I enquired after the clients Le Roi du Cigare attracts—and their preferences. “Cigars allude to an affluent, indulgent lifestyle; pipes to an older, learned person, perhaps eccentric. This is untrue, of course, as I have a number of young pipe smokers and people from all backgrounds who enjoy a good cigar like Nicarao and Oliva from Nicaragua; Villa Zamorano and Flor de Selva from Honduras; and a local favorite being Neos under the J. Cortès label—the Gallic blue packaging of this brand even attracts female customers.”
|Luc Devert, a long-standing client of Le Roi du Cigare savors the wares.

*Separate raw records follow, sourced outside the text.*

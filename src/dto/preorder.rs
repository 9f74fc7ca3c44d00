use chrono::NaiveDate;
use sea_orm::{ActiveValue::NotSet, Set};
use serde::{Deserialize, Serialize};
use serde_json::Value;
use utoipa::ToSchema;
use validator::Validate;

use crate::entities::preorder;
use crate::validation::{not_blank, FieldErrors, FieldReader, Schema};

#[derive(Debug, Clone, PartialEq, Deserialize, Serialize, Validate, ToSchema)]
pub struct PreorderPayload {
    #[validate(
        custom = "not_blank",
        length(max = 100, message = "Ensure this field has no more than 100 characters.")
    )]
    pub customer_name: String,
    #[validate(
        email(message = "Enter a valid email address."),
        length(max = 254, message = "Ensure this field has no more than 254 characters.")
    )]
    pub customer_email: String,
    #[validate(
        custom = "not_blank",
        length(max = 100, message = "Ensure this field has no more than 100 characters.")
    )]
    pub item_name: String,
    #[validate(range(
        min = 1,
        max = 1000,
        message = "Ensure this value is between 1 and 1000."
    ))]
    pub quantity: i32,
    #[schema(value_type = String, format = Date, example = "2024-06-01")]
    pub pickup_date: NaiveDate,
    #[validate(length(max = 500, message = "Ensure this field has no more than 500 characters."))]
    pub notes: Option<String>,
}

impl Schema for PreorderPayload {
    fn decode(raw: &Value) -> Result<Self, FieldErrors> {
        let mut fields = FieldReader::new(raw)?;
        let customer_name = fields.required("customer_name");
        let customer_email = fields.required("customer_email");
        let item_name = fields.required("item_name");
        let quantity = fields.required("quantity");
        let pickup_date = fields.required("pickup_date");
        let notes = fields.optional("notes");

        fields.finish(|| PreorderPayload {
            customer_name: customer_name.unwrap_or_default(),
            customer_email: customer_email.unwrap_or_default(),
            item_name: item_name.unwrap_or_default(),
            quantity: quantity.unwrap_or_default(),
            pickup_date: pickup_date.unwrap_or_default(),
            notes,
        })
    }
}

impl From<PreorderPayload> for preorder::ActiveModel {
    fn from(payload: PreorderPayload) -> Self {
        Self {
            id: NotSet,
            customer_name: Set(payload.customer_name),
            customer_email: Set(payload.customer_email),
            item_name: Set(payload.item_name),
            quantity: Set(payload.quantity),
            pickup_date: Set(payload.pickup_date),
            notes: Set(payload.notes),
        }
    }
}
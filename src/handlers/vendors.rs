use axum::{extract::State, routing::get, Router};

use super::resource::{self, Id, JsonBody, ReplyResult};
use crate::entities::VendorModel;
use crate::AppState;

/// Routes mounted at `/vendors`
pub fn vendor_routes() -> Router<AppState> {
    Router::new()
        .route("/", get(list_vendors).post(create_vendor))
        .route(
            "/:id",
            get(get_vendor).put(update_vendor).delete(delete_vendor),
        )
}

#[utoipa::path(
    get,
    path = "/api/v1/vendors",
    summary = "List vendors",
    tag = "Vendors",
    responses(
        (status = 200, description = "All vendors", body = Vec<VendorModel>),
    )
)]
pub async fn list_vendors(State(state): State<AppState>) -> ReplyResult<Vec<VendorModel>> {
    resource::list(state.services.vendors.as_ref()).await
}

#[utoipa::path(
    post,
    path = "/api/v1/vendors",
    summary = "Create a vendor",
    tag = "Vendors",
    request_body = crate::dto::VendorPayload,
    responses(
        (status = 201, description = "Vendor created", body = VendorModel),
        (status = 400, description = "Field errors keyed by field name", body = crate::validation::FieldErrors),
    )
)]
pub async fn create_vendor(
    State(state): State<AppState>,
    JsonBody(body): JsonBody,
) -> ReplyResult<VendorModel> {
    resource::create(state.services.vendors.as_ref(), body).await
}

#[utoipa::path(
    get,
    path = "/api/v1/vendors/{id}",
    summary = "Get a vendor",
    tag = "Vendors",
    params(("id" = i32, Path, description = "Vendor id")),
    responses(
        (status = 200, description = "Vendor found", body = VendorModel),
        (status = 404, description = "No vendor with this id"),
    )
)]
pub async fn get_vendor(State(state): State<AppState>, Id(id): Id) -> ReplyResult<VendorModel> {
    resource::retrieve(state.services.vendors.as_ref(), id).await
}

#[utoipa::path(
    put,
    path = "/api/v1/vendors/{id}",
    summary = "Replace a vendor",
    tag = "Vendors",
    params(("id" = i32, Path, description = "Vendor id")),
    request_body = crate::dto::VendorPayload,
    responses(
        (status = 200, description = "Vendor replaced", body = VendorModel),
        (status = 400, description = "Field errors keyed by field name", body = crate::validation::FieldErrors),
        (status = 404, description = "No vendor with this id"),
    )
)]
pub async fn update_vendor(
    State(state): State<AppState>,
    Id(id): Id,
    JsonBody(body): JsonBody,
) -> ReplyResult<VendorModel> {
    resource::replace(state.services.vendors.as_ref(), id, body).await
}

#[utoipa::path(
    delete,
    path = "/api/v1/vendors/{id}",
    summary = "Delete a vendor",
    tag = "Vendors",
    params(("id" = i32, Path, description = "Vendor id")),
    responses(
        (status = 204, description = "Vendor deleted"),
        (status = 404, description = "No vendor with this id"),
    )
)]
pub async fn delete_vendor(State(state): State<AppState>, Id(id): Id) -> ReplyResult<()> {
    resource::destroy(state.services.vendors.as_ref(), id).await
}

We spoke a while about EU regulations. “My business suffered greatly when the EU smoking ban was put in place. Initially it was my mid-range cigars clients that fell away—my bread and butter—but now many of those clients have moved to better cigars, like handmade Cuban or Dominican cigars. There’s a trend, in particular among young smokers, to constantly search for new tastes. I’ve found a tendency towards aromatic cigars.

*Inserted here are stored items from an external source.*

//! Market Next Door API Library
//!
//! CRUD HTTP API for customers, vendors, the items vendors sell and pickup
//! preorders, backed by sea-orm.
#![forbid(unsafe_code)]
#![deny(rust_2018_idioms)]
#![allow(elided_lifetimes_in_paths)]
#![warn(clippy::all, clippy::perf, clippy::dbg_macro)]

pub mod config;
pub mod db;
pub mod dto;
pub mod entities;
pub mod errors;
pub mod handlers;
pub mod middleware_helpers;
pub mod migrator;
pub mod openapi;
pub mod repositories;
pub mod tracing;
pub mod validation;

use axum::{
    extract::State,
    http::{HeaderValue, StatusCode},
    response::{IntoResponse, Json, Response},
    routing::get,
    Router,
};
use serde_json::json;
use std::{sync::Arc, time::Duration};
use tower_http::{
    cors::{Any, CorsLayer},
    timeout::TimeoutLayer,
};

use crate::db::DbPool;

// App state definition
#[derive(Clone)]
pub struct AppState {
    pub db: Arc<DbPool>,
    pub config: config::AppConfig,
    pub services: handlers::AppServices,
}

impl AppState {
    pub fn new(db: Arc<DbPool>, config: config::AppConfig) -> Self {
        let services = handlers::AppServices::new(db.clone());
        Self {
            db,
            config,
            services,
        }
    }
}

/// Resource routes mounted under `/api/v1`
pub fn api_v1_routes() -> Router<AppState> {
    Router::new()
        .nest("/customers", handlers::customers::customer_routes())
        .nest(
            "/vendors",
            handlers::vendors::vendor_routes().merge(handlers::vendor_items::vendor_item_routes()),
        )
        .nest("/items", handlers::items::item_routes())
        .nest("/preorders", handlers::preorders::preorder_routes())
}

/// Builds the CORS layer from configuration; `None` when nothing is allowed.
pub fn cors_layer(cfg: &config::AppConfig) -> Option<CorsLayer> {
    let configured_origins: Option<Vec<HeaderValue>> = cfg
        .cors_allowed_origins
        .as_ref()
        .map(|raw| {
            raw.split(',')
                .filter_map(|origin| {
                    let trimmed = origin.trim();
                    if trimmed.is_empty() {
                        None
                    } else {
                        HeaderValue::from_str(trimmed).ok()
                    }
                })
                .collect::<Vec<_>>()
        })
        .filter(|origins| !origins.is_empty());

    if let Some(origins) = configured_origins {
        Some(
            CorsLayer::new()
                .allow_origin(origins)
                .allow_methods(Any)
                .allow_headers(Any),
        )
    } else if cfg.should_allow_permissive_cors() {
        ::tracing::info!(
            "Using permissive CORS because explicit origins were not configured ({})",
            if cfg.is_development() {
                "development environment"
            } else {
                "explicit override enabled"
            }
        );
        Some(CorsLayer::permissive())
    } else {
        None
    }
}

/// Full application router: operational endpoints, `/api/v1`, Swagger UI and
/// the shared middleware stack.
pub fn app(state: AppState) -> Router {
    let timeout = Duration::from_secs(state.config.request_timeout_secs);
    let cors = cors_layer(&state.config);

    let mut router = Router::<AppState>::new()
        .route("/", get(|| async { "market-next-door-api up" }))
        .route("/status", get(api_status))
        .route("/health", get(health_check))
        .nest("/api/v1", api_v1_routes())
        .merge(openapi::swagger_ui())
        .layer(crate::tracing::configure_http_tracing())
        .layer(TimeoutLayer::new(timeout));

    if let Some(cors) = cors {
        router = router.layer(cors);
    }

    router
        // Ensure every request carries a request id for traceability
        .layer(axum::middleware::from_fn(
            middleware_helpers::request_id::request_id_middleware,
        ))
        .with_state(state)
}

async fn api_status(State(state): State<AppState>) -> Json<serde_json::Value> {
    Json(json!({
        "status": "ok",
        "service": env!("CARGO_PKG_NAME"),
        "version": env!("CARGO_PKG_VERSION"),
        "environment": state.config.environment,
        "timestamp": chrono::Utc::now().to_rfc3339(),
    }))
}

async fn health_check(State(state): State<AppState>) -> Response {
    let db_status = match db::check_connection(&state.db).await {
        Ok(_) => "healthy",
        Err(_) => "unhealthy",
    };

    let status = if db_status == "healthy" {
        StatusCode::OK
    } else {
        StatusCode::SERVICE_UNAVAILABLE
    };

    let body = json!({
        "status": db_status,
        "checks": {
            "database": db_status,
        },
        "timestamp": chrono::Utc::now().to_rfc3339(),
    });

    (status, Json(body)).into_response()
}
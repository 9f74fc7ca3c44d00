//! Request payloads. Each payload decodes from a raw JSON body through
//! [`Schema`](crate::validation::Schema) and carries its field rules.

pub mod customer;
pub mod item;
pub mod preorder;
pub mod vendor;

pub use customer::CustomerPayload;
pub use item::ItemPayload;
pub use preorder::PreorderPayload;
pub use vendor::VendorPayload;
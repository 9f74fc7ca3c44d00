use axum::{
    http::StatusCode,
    response::{IntoResponse, Response},
    Json,
};
use serde::{Deserialize, Serialize};
use serde_json::json;
use utoipa::ToSchema;

use crate::validation::FieldErrors;

fn current_request_id() -> Option<String> {
    crate::tracing::current_request_id().map(|rid| rid.as_str().to_string())
}

/// Error envelope returned for failures that are not field validation errors
#[derive(Debug, Serialize, Deserialize, ToSchema)]
#[schema(example = json!({
    "error": "Bad Request",
    "message": "Malformed request body: expected value at line 1 column 1",
    "request_id": "req-abc123xyz",
    "timestamp": "2024-12-09T10:30:00.000Z"
}))]
pub struct ErrorResponse {
    /// HTTP status category (e.g., "Bad Request", "Internal Server Error")
    #[schema(example = "Bad Request")]
    pub error: String,
    /// Human-readable error description
    pub message: String,
    /// Unique request identifier for support and debugging
    #[serde(skip_serializing_if = "Option::is_none")]
    #[schema(example = "req-abc123xyz")]
    pub request_id: Option<String>,
    /// ISO 8601 timestamp when error occurred
    #[schema(example = "2024-12-09T10:30:00.000Z")]
    pub timestamp: String,
}

#[derive(Debug, thiserror::Error)]
pub enum ServiceError {
    #[error("Database error: {0}")]
    DatabaseError(#[from] sea_orm::error::DbErr),

    #[error("Not found: {0}")]
    NotFound(String),

    #[error("Validation failed: {0}")]
    ValidationFailed(FieldErrors),

    #[error("Malformed request body: {0}")]
    MalformedBody(String),

    #[error("Internal error: {0}")]
    InternalError(String),
}

impl From<FieldErrors> for ServiceError {
    fn from(errors: FieldErrors) -> Self {
        ServiceError::ValidationFailed(errors)
    }
}

impl ServiceError {
    pub fn not_found(entity: &str, id: impl std::fmt::Display) -> Self {
        ServiceError::NotFound(format!("{} {} not found", entity, id))
    }

    /// Returns the HTTP status code for this error.
    pub fn status_code(&self) -> StatusCode {
        match self {
            Self::NotFound(_) => StatusCode::NOT_FOUND,
            Self::ValidationFailed(_) | Self::MalformedBody(_) => StatusCode::BAD_REQUEST,
            Self::DatabaseError(_) | Self::InternalError(_) => StatusCode::INTERNAL_SERVER_ERROR,
        }
    }

    /// Returns the error message suitable for HTTP responses.
    /// Internal errors return generic messages to avoid leaking implementation details.
    pub fn response_message(&self) -> String {
        match self {
            Self::DatabaseError(_) => "Database error".to_string(),
            Self::InternalError(_) => "Internal server error".to_string(),
            _ => self.to_string(),
        }
    }
}

impl IntoResponse for ServiceError {
    fn into_response(self) -> Response {
        let status = self.status_code();

        match self {
            // Resolution failures carry no body
            ServiceError::NotFound(_) => status.into_response(),
            ServiceError::ValidationFailed(errors) => (status, Json(errors)).into_response(),
            other => {
                if status.is_server_error() {
                    tracing::error!(error = %other, "request failed");
                }

                let err = ErrorResponse {
                    error: status.canonical_reason().unwrap_or("Error").to_string(),
                    message: other.response_message(),
                    request_id: current_request_id(),
                    timestamp: chrono::Utc::now().to_rfc3339(),
                };

                (status, Json(err)).into_response()
            }
        }
    }
}

#[cfg(test)]
mod tests {
    use super::*;
    use axum::body::to_bytes;
    use sea_orm::DbErr;

    #[tokio::test]
    async fn not_found_has_empty_body() {
        let response = ServiceError::not_found("Customer", 7).into_response();
        assert_eq!(response.status(), StatusCode::NOT_FOUND);

        let body = to_bytes(response.into_body(), usize::MAX).await.unwrap();
        assert!(body.is_empty());
    }

    #[tokio::test]
    async fn validation_failure_renders_field_map() {
        let mut errors = FieldErrors::new();
        errors.add("name", "This field is required.");
        let response = ServiceError::ValidationFailed(errors).into_response();
        assert_eq!(response.status(), StatusCode::BAD_REQUEST);

        let body = to_bytes(response.into_body(), usize::MAX).await.unwrap();
        let payload: serde_json::Value = serde_json::from_slice(&body).unwrap();
        assert_eq!(payload, json!({"name": ["This field is required."]}));
    }

    #[tokio::test]
    async fn database_error_response_includes_request_id() {
        let response =
            crate::tracing::scope_request_id(crate::tracing::RequestId::new("req-123"), async {
                ServiceError::DatabaseError(DbErr::Custom("disk full".into())).into_response()
            })
            .await;
        assert_eq!(response.status(), StatusCode::INTERNAL_SERVER_ERROR);

        let body = to_bytes(response.into_body(), usize::MAX).await.unwrap();
        let payload: ErrorResponse = serde_json::from_slice(&body).unwrap();
        assert_eq!(payload.request_id.as_deref(), Some("req-123"));
        assert_eq!(payload.message, "Database error");
    }

    #[test]
    fn status_code_mapping() {
        assert_eq!(
            ServiceError::NotFound("x".into()).status_code(),
            StatusCode::NOT_FOUND
        );
        assert_eq!(
            ServiceError::ValidationFailed(FieldErrors::new()).status_code(),
            StatusCode::BAD_REQUEST
        );
        assert_eq!(
            ServiceError::MalformedBody("x".into()).status_code(),
            StatusCode::BAD_REQUEST
        );
        assert_eq!(
            ServiceError::InternalError("x".into()).status_code(),
            StatusCode::INTERNAL_SERVER_ERROR
        );
    }

    #[test]
    fn response_message_hides_internal_details() {
        assert_eq!(
            ServiceError::InternalError("secret path".into()).response_message(),
            "Internal server error"
        );
        assert_eq!(
            ServiceError::MalformedBody("EOF while parsing".into()).response_message(),
            "Malformed request body: EOF while parsing"
        );
    }
}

“It gladdens my heart to say that my little country is one the biggest names in cigars—we even make most of the Dutch cigars!”
Vanderbruggen voiced his opinion about the future of tobacco. “The problem, I think, is that there are far fewer options available as the large tobacco companies are buying out the little guys. This means there is less competition and fewer products, and smokers are left to deal with staff that know little or nothing about what they are selling. This is why I endeavor to develop business ties with small companies—companies who provide knowledgeable and personal service. This is where the future lies for shops like Le Roi du Cigare.”
Further to the lobbying efforts of J. Cortès, Belgian cigar manufacturers’ packaging remains (anti-smoking) pictorial free. They endeavor to make this initiative European-wide. J Cortès cigars, headquartered in northwest Belgium, was established and family run since 1926. 2007 saw their export figures topping 6.5 bn pieces. “We produce in excess of 416 mn cigars annually—in a decreasing European market,” says Jacques Carlens, International Sales & Marketing Director. Family run since day one, J. Cortès Cigars, the top cigar exporter of Belgium, is listed amongst the top-ten biggest cigar producers in the world.
“To live up to our name, the three elements—wrapper, binder, and filler—have to originate from the most discerning tropical tobacco plantations. Brasil, Java, Sumatra, Nicaragua, Cuba, the Dominican Republic, and Honduras—all offer aromatic tobacco leaves, forming the basis of our product.”
“We make good cigars, which compels our clients to savor the incomparable, exquisite pleasure of our brand,” continues Carlens. “A product made with love and devotion must be tasted with pleasure.”
From the manufacturers to the storefronts, Belgium remains a land of taste and is truly a home to the true smoker’s experience.